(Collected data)
# # #

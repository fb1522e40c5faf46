// Copyright 2025 the MD Box Tree Authors
// SPDX-License-Identifier: Apache-2.0 OR MIT

//! Per-tree split policy and box-ID allocation.

use core::sync::atomic::{AtomicU64, Ordering};

use mdbox_geom::{GridShape, MAX_DIMENSIONS};

use crate::error::TreeError;
use crate::node::BoxId;

/// Split policy for one tree.
///
/// Only the first `nd` entries of [`split_into`](Self::split_into) are used by a
/// tree of `nd` dimensions. A split creates `∏ split_into[d]` children at once,
/// which grows exponentially with `nd`: nine dimensions split in two give 512
/// children per split, split in four give 262 144.
#[derive(Clone, Debug, PartialEq, Eq)]
pub struct SplitPolicy {
    /// A leaf holding more events than this splits on the next split pass.
    pub split_threshold: usize,
    /// Deepest allowed level. Leaves at this depth never split.
    pub max_depth: u32,
    /// Number of equal cells per dimension created by a split.
    pub split_into: [usize; MAX_DIMENSIONS],
}

impl SplitPolicy {
    /// The same split factor along every dimension.
    pub const fn uniform(split_threshold: usize, max_depth: u32, split_into: usize) -> Self {
        Self {
            split_threshold,
            max_depth,
            split_into: [split_into; MAX_DIMENSIONS],
        }
    }

    /// Replace the split factor of one dimension.
    pub fn with_split_into(mut self, dim: usize, factor: usize) -> Self {
        if let Some(slot) = self.split_into.get_mut(dim) {
            *slot = factor;
        }
        self
    }
}

impl Default for SplitPolicy {
    fn default() -> Self {
        Self::uniform(1000, 5, 2)
    }
}

/// Shared policy object consulted by every box of one tree.
///
/// The policy is fixed at construction. The only mutable state is the box-ID
/// counter, which is atomic so sibling subtrees can split on different threads.
#[derive(Debug)]
pub struct BoxController {
    policy: SplitPolicy,
    next_id: AtomicU64,
}

impl BoxController {
    /// Create a controller. IDs start at zero.
    pub const fn new(policy: SplitPolicy) -> Self {
        Self {
            policy,
            next_id: AtomicU64::new(0),
        }
    }

    /// The split policy.
    #[inline]
    pub const fn policy(&self) -> &SplitPolicy {
        &self.policy
    }

    /// Split threshold (events per leaf).
    #[inline]
    pub const fn split_threshold(&self) -> usize {
        self.policy.split_threshold
    }

    /// Maximum depth.
    #[inline]
    pub const fn max_depth(&self) -> u32 {
        self.policy.max_depth
    }

    /// Validated grid shape used when splitting a box of `nd` dimensions.
    pub fn grid_shape(&self, nd: usize) -> Result<GridShape, TreeError> {
        if nd == 0 || nd > MAX_DIMENSIONS {
            return Err(TreeError::UnsupportedDimensions { nd });
        }
        Ok(GridShape::new(&self.policy.split_into[..nd])?)
    }

    /// Whether a leaf with `n_events` events at `depth` should split.
    #[inline]
    pub const fn should_split(&self, n_events: usize, depth: u32) -> bool {
        n_events > self.policy.split_threshold && depth < self.policy.max_depth
    }

    /// Allocate one box ID.
    #[inline]
    pub fn next_id(&self) -> BoxId {
        BoxId(self.next_id.fetch_add(1, Ordering::Relaxed))
    }

    /// Allocate `n` consecutive box IDs and return the first.
    #[inline]
    pub fn claim_ids(&self, n: usize) -> BoxId {
        BoxId(self.next_id.fetch_add(n as u64, Ordering::Relaxed))
    }

    /// Make sure IDs handed out from now on are greater than `id`.
    ///
    /// Used when boxes are created with explicit IDs, for example when a
    /// persistence layer rebuilds a tree.
    pub fn ensure_id_above(&self, id: BoxId) {
        self.next_id
            .fetch_max(id.0.saturating_add(1), Ordering::Relaxed);
    }

    /// The next ID that would be allocated; every ID handed out so far is below it.
    pub fn next_unallocated_id(&self) -> u64 {
        self.next_id.load(Ordering::Relaxed)
    }
}

impl Default for BoxController {
    fn default() -> Self {
        Self::new(SplitPolicy::default())
    }
}
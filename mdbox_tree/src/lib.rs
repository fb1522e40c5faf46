// Copyright 2025 the MD Box Tree Authors
// SPDX-License-Identifier: Apache-2.0 OR MIT

//! MD Box Tree: an adaptive N-dimensional tree of weighted events.
//!
//! Events (a point plus a signal and its squared error) are inserted into
//! leaf boxes. A leaf that grows past the split threshold is replaced by a grid
//! box whose children tile it on a regular grid, down to a maximum depth. The
//! result supports fast aggregate sums, region queries, and integration over
//! sub-regions, for any dimension count from 1 to [`MAX_DIMENSIONS`].
//!
//! - [`EventTree`]: a root box plus its shared [`BoxController`].
//! - [`Node`]: a box handle, either a leaf ([`MdBox`]) or a grid ([`MdGridBox`]).
//! - [`LeanEvent`] / [`FullEvent`]: the two event payloads.
//! - [`create_tree`] / [`create_box`]: construction from a dimension count and
//!   variant chosen at run time.
//!
//! ## Splitting
//!
//! Inserts never split. [`EventTree::split_all`] is the finalize step that
//! subdivides every overfull leaf recursively and refreshes cached aggregates.
//! Insert in bulk, then split once. A split is all-or-nothing: if memory for
//! it cannot be reserved the leaf stays as it was and the error is returned.
//! A leaf too narrow for `f32` to subdivide stops splitting, like a leaf at the
//! maximum depth.
//!
//! ## Cached aggregates
//!
//! Boxes cache their signal, squared error, and event count. Inserting drops
//! the caches along the insertion path, and reads fall back to summing the
//! children, so results are always current. [`EventTree::refresh_cache`] (run by
//! `split_all`) makes later reads O(1) again.
//!
//! ## Features
//!
//! - `std` (default): forwards to dependencies.
//! - `rayon`: split and refresh sibling subtrees in parallel.
//! - `tracing`: a span around `split_all` and a debug event per split leaf.
//!
//! # Example
//!
//! ```rust
//! use std::sync::Arc;
//! use mdbox_geom::Extents;
//! use mdbox_tree::{BoxController, EventTree, LeanEvent, SplitPolicy, TraversalFilter};
//!
//! let controller = Arc::new(BoxController::new(SplitPolicy::uniform(2, 4, 2)));
//! let mut tree = EventTree::new(controller, Extents::cube(2, 0.0, 1.0).unwrap()).unwrap();
//!
//! let events = [(0.1, 0.1), (0.2, 0.8), (0.7, 0.3), (0.9, 0.9), (0.95, 0.85)];
//! for (x, y) in events {
//!     tree.insert(LeanEvent::from_slice(&[x, y], 1.0, 1.0).unwrap()).unwrap();
//! }
//! tree.split_all().unwrap();
//!
//! // Every leaf now holds at most two events.
//! assert!(tree.boxes(TraversalFilter::leaves()).all(|n| n.n_points() <= 2));
//!
//! // Sum over the upper right quadrant.
//! let quadrant = Extents::cube(2, 0.5, 1.0).unwrap();
//! assert_eq!(tree.integrate(&quadrant).unwrap().signal, 2.0);
//! ```
//!
//! This crate is `no_std` and uses `alloc`.

#![no_std]

extern crate alloc;

pub mod controller;
pub mod error;
pub mod event;
pub mod factory;
pub mod grid_box;
pub mod iter;
pub mod leaf;
pub mod node;
pub mod tree;

pub use controller::{BoxController, SplitPolicy};
pub use error::TreeError;
pub use event::{AnyEvent, Event, EventVariant, FullEvent, LeanEvent};
pub use factory::{AnyNode, AnyTree, BoxKind, create_box, create_tree};
pub use grid_box::MdGridBox;
pub use iter::{BoxIter, TraversalFilter};
pub use leaf::MdBox;
pub use mdbox_geom::{Coords, Extents, MAX_DIMENSIONS};
pub use node::{Aggregate, BoxFlags, BoxId, Node, SplitOutcome};
pub use tree::{EventTree, TreeStats};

# # #

Give an exact transcription of the data shown above.

repository fb1522e40c5faf46
// Copyright 2025 the MD Box Tree Authors
// SPDX-License-Identifier: Apache-2.0 OR MIT

//! Per-tree split policy and box-ID allocation.

use core::sync::atomic::{AtomicU64, Ordering};

use mdbox_geom::{GridShape, MAX_DIMENSIONS};

use crate::error::TreeError;
use crate::node::BoxId;

/// Split policy for one tree.
///
/// Only the first `nd` entries of [`split_into`](Self::split_into) are used by a
/// tree of `nd` dimensions. A split creates `∏ split_into[d]` children at once,
/// which grows exponentially with `nd`: nine dimensions split in two give 512
/// children per split, split in four give 262 144.
#[derive(Clone, Debug, PartialEq, Eq)]
pub struct SplitPolicy {
    /// A leaf holding more events than this splits on the next split pass.
    pub split_threshold: usize,
    /// Deepest allowed level. Leaves at this depth never split.
    pub max_depth: u32,
    /// Number of equal cells per dimension created by a split.
    pub split_into: [usize; MAX_DIMENSIONS],
}

impl SplitPolicy {
    /// The same split factor along every dimension.
    pub const fn uniform(split_threshold: usize, max_depth: u32, split_into: usize) -> Self {
        Self {
            split_threshold,
            max_depth,
            split_into: [split_into; MAX_DIMENSIONS],
        }
    }

    /// Replace the split factor of one dimension.
    pub fn with_split_into(mut self, dim: usize, factor: usize) -> Self {
        if let Some(slot) = self.split_into.get_mut(dim) {
            *slot = factor;
        }
        self
    }
}

impl Default for SplitPolicy {
    fn default() -> Self {
        Self::uniform(1000, 5, 2)
    }
}

/// Shared policy object consulted by every box of one tree.
///
/// The policy is fixed at construction. The only mutable state is the box-ID
/// counter, which is atomic so sibling subtrees can split on different threads.
#[derive(Debug)]
pub struct BoxController {
    policy: SplitPolicy,
    next_id: AtomicU64,
}

impl BoxController {
    /// Create a controller. IDs start at zero.
    pub const fn new(policy: SplitPolicy) -> Self {
        Self {
            policy,
            next_id: AtomicU64::new(0),
        }
    }

    /// The split policy.
    #[inline]
    pub const fn policy(&self) -> &SplitPolicy {
        &self.policy
    }

    /// Split threshold (events per leaf).
    #[inline]
    pub const fn split_threshold(&self) -> usize {
        self.policy.split_threshold
    }

    /// Maximum depth.
    #[inline]
    pub const fn max_depth(&self) -> u32 {
        self.policy.max_depth
    }

    /// Validated grid shape used when splitting a box of `nd` dimensions.
    pub fn grid_shape(&self, nd: usize) -> Result<GridShape, TreeError> {
        if nd == 0 || nd > MAX_DIMENSIONS {
            return Err(TreeError::UnsupportedDimensions { nd });
        }
        Ok(GridShape::new(&self.policy.split_into[..nd])?)
    }

    /// Whether a leaf with `n_events` events at `depth` should split.
    #[inline]
    pub const fn should_split(&self, n_events: usize, depth: u32) -> bool {
        n_events > self.policy.split_threshold && depth < self.policy.max_depth
    }

    /// Allocate one box ID.
    #[inline]
    pub fn next_id(&self) -> BoxId {
        BoxId(self.next_id.fetch_add(1, Ordering::Relaxed))
    }

    /// Allocate `n` consecutive box IDs and return the first.
    #[inline]
    pub fn claim_ids(&self, n: usize) -> BoxId {
        BoxId(self.next_id.fetch_add(n as u64, Ordering::Relaxed))
    }

    /// Make sure IDs handed out from now on are greater than `id`.
    ///
    /// Used when boxes are created with explicit IDs, for example when a
    /// persistence layer rebuilds a tree.
    pub fn ensure_id_above(&self, id: BoxId) {
        self.next_id
            .fetch_max(id.0.saturating_add(1), Ordering::Relaxed);
    }

    /// The next ID that would be allocated; every ID handed out so far is below it.
    pub fn next_unallocated_id(&self) -> u64 {
        self.next_id.load(Ordering::Relaxed)
    }
}

impl Default for BoxController {
    fn default() -> Self {
        Self::new(SplitPolicy::default())
    }
}
filename mdbox_tree/src/lib.rs
repository fb1522e40c5faf46
// Copyright 2025 the MD Box Tree Authors
// SPDX-License-Identifier: Apache-2.0 OR MIT

//! MD Box Tree: an adaptive N-dimensional tree of weighted events.
//!
//! Events (a point plus a signal and its squared error) are inserted into
//! leaf boxes. A leaf that grows past the split threshold is replaced by a grid
//! box whose children tile it on a regular grid, down to a maximum depth. The
//! result supports fast aggregate sums, region queries, and integration over
//! sub-regions, for any dimension count from 1 to [`MAX_DIMENSIONS`].
//!
//! - [`EventTree`]: a root box plus its shared [`BoxController`].
//! - [`Node`]: a box handle, either a leaf ([`MdBox`]) or a grid ([`MdGridBox`]).
//! - [`LeanEvent`] / [`FullEvent`]: the two event payloads.
//! - [`create_tree`] / [`create_box`]: construction from a dimension count and
//!   variant chosen at run time.
//!
//! ## Splitting
//!
//! Inserts never split. [`EventTree::split_all`] is the finalize step that
//! subdivides every overfull leaf recursively and refreshes cached aggregates.
//! Insert in bulk, then split once. A split is all-or-nothing: if memory for
//! it cannot be reserved the leaf stays as it was and the error is returned.
//! A leaf too narrow for `f32` to subdivide stops splitting, like a leaf at the
//! maximum depth.
//!
//! ## Cached aggregates
//!
//! Boxes cache their signal, squared error, and event count. Inserting drops
//! the caches along the insertion path, and reads fall back to summing the
//! children, so results are always current. [`EventTree::refresh_cache`] (run by
//! `split_all`) makes later reads O(1) again.
//!
//! ## Features
//!
//! - `std` (default): forwards to dependencies.
//! - `rayon`: split and refresh sibling subtrees in parallel.
//! - `tracing`: a span around `split_all` and a debug event per split leaf.
//!
//! # Example
//!
//! ```rust
//! use std::sync::Arc;
//! use mdbox_geom::Extents;
//! use mdbox_tree::{BoxController, EventTree, LeanEvent, SplitPolicy, TraversalFilter};
//!
//! let controller = Arc::new(BoxController::new(SplitPolicy::uniform(2, 4, 2)));
//! let mut tree = EventTree::new(controller, Extents::cube(2, 0.0, 1.0).unwrap()).unwrap();
//!
//! let events = [(0.1, 0.1), (0.2, 0.8), (0.7, 0.3), (0.9, 0.9), (0.95, 0.85)];
//! for (x, y) in events {
//!     tree.insert(LeanEvent::from_slice(&[x, y], 1.0, 1.0).unwrap()).unwrap();
//! }
//! tree.split_all().unwrap();
//!
//! // Every leaf now holds at most two events.
//! assert!(tree.boxes(TraversalFilter::leaves()).all(|n| n.n_points() <= 2));
//!
//! // Sum over the upper right quadrant.
//! let quadrant = Extents::cube(2, 0.5, 1.0).unwrap();
//! assert_eq!(tree.integrate(&quadrant).unwrap().signal, 2.0);
//! ```
//!
//! This crate is `no_std` and uses `alloc`.

#![no_std]

extern crate alloc;

pub mod controller;
pub mod error;
pub mod event;
pub mod factory;
pub mod grid_box;
pub mod iter;
pub mod leaf;
pub mod node;
pub mod tree;

pub use controller::{BoxController, SplitPolicy};
pub use error::TreeError;
pub use event::{AnyEvent, Event, EventVariant, FullEvent, LeanEvent};
pub use factory::{AnyNode, AnyTree, BoxKind, create_box, create_tree};
pub use grid_box::MdGridBox;
pub use iter::{BoxIter, TraversalFilter};
pub use leaf::MdBox;
pub use mdbox_geom::{Coords, Extents, MAX_DIMENSIONS};
pub use node::{Aggregate, BoxFlags, BoxId, Node, SplitOutcome};
pub use tree::{EventTree, TreeStats};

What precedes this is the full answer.